MDM-1

Exhibitions:

"MDM-1" ("My Dear Malevich"), "Homage: Contemporary Art in Digital Media" (group show), Art Institute of California, San Diego, California, U.S.A., September 11 - October 15, 2010.

"MDM-1" ("My Dear Malevich"), "Homage: Contemporary Art in Digital Media" (group show), Escondido Arts Partnership Municipal Gallery, Escondido, California, U.S.A., July 9 - August 21, 2010.

Courtesy of Joe Nalven, Curator, "Homage" (Director, Digital Art Guild):

"The Homage exhibit engages viewers in unexpected ways. The allusions to masters of image making and allusions to cultural traditions will provoke the kind of conversation one would like to have at an inventive exhibition.

As with any new vision, medium or style in art, there is an incentive to restart the conversation. Not necessarily that we arrive at a new type of art, but more to deepen our understanding of who we are, what intrigues us and what this particular artist or artists have to say with their imagery. The how they do their art is less important in some ways, especially when the how to is a material element in bringing forth the imagery.

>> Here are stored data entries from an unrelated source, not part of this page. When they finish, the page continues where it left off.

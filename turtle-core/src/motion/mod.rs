//! Motion planning and command types
//!
//! Velocity profiles for pulse trains, and the command/reply interface
//! between the command dispatch layer and the motion task.

pub mod command;
pub mod profile;

pub use command::{MotionCommand, MotionReply};
pub use profile::{VelocityProfile, VelocitySegment, MAX_SEGMENTS, RAMP_LEVELS};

Well, what about contemporary art? One way into this conversation is to reflect on what moves a particular set of artists. The Digital Art Guild is a loose confederation of artists who work in digital media - some extensively, perhaps with an algorithmic method; others post-process their photography in ways that may or may not coincide with photorealism; others draw and paint with digital brushes or bring in an image partially worked up with pencil, crayon or paint in the real world and then rework it as a virtual object; and other combinations of media that suit their particular craft.

That is the methodology of these artists - distinct in some ways, but common in others, to artists who plied their craft in caves, churches and studios, whether indoors or outdoors, hanging from ceilings with delicate brushstrokes or perhaps throwing paint at canvas and massaging it with brillo or a cashmere sweater. What it ought to be: It is the end image that counts as significant.

The artists in this catalog took on the challenge of creating an image that revealed their approach to art. The challenge also came in the form of who or what inspired them - an homage to another artist, a school of art or to a cultural concept. Some adhered to a point of view, like Rumi's meditation with a mystic's perspective that helped decide what was the better art; others reinvented their beginnings by disputing the notions about what it means to be modern (as in, participating in contemporary society and not as a school of art) - that what is self-evident in art is what each artist makes of the enterprise rather than what a particular philosophy might impose.

And not to lose an opportunity, I decided to inquire into imagined secondary conversations among these artists by juxtaposing their images as interesting pairings on opposing pages. Some would take issue with this approach, preferring to have each artist stand alone with his or her text adjacent to the image. On the other side of the argument is the possible loss of the mystery of the image by saying what it is too quickly; that can be left to the text section of the book. Instead, the way a curator hangs an exhibit or lays out a catalog is yet a further narrative about the intersection of artist, vision, style and the like. As an homage to my father, who was a savant about Shakespeare, I might best phrase this open framework for engaging with the art in this catalog by modifying a quote from Hamlet: "There are more things in heaven and earth - than are dreamt of in our philosophy."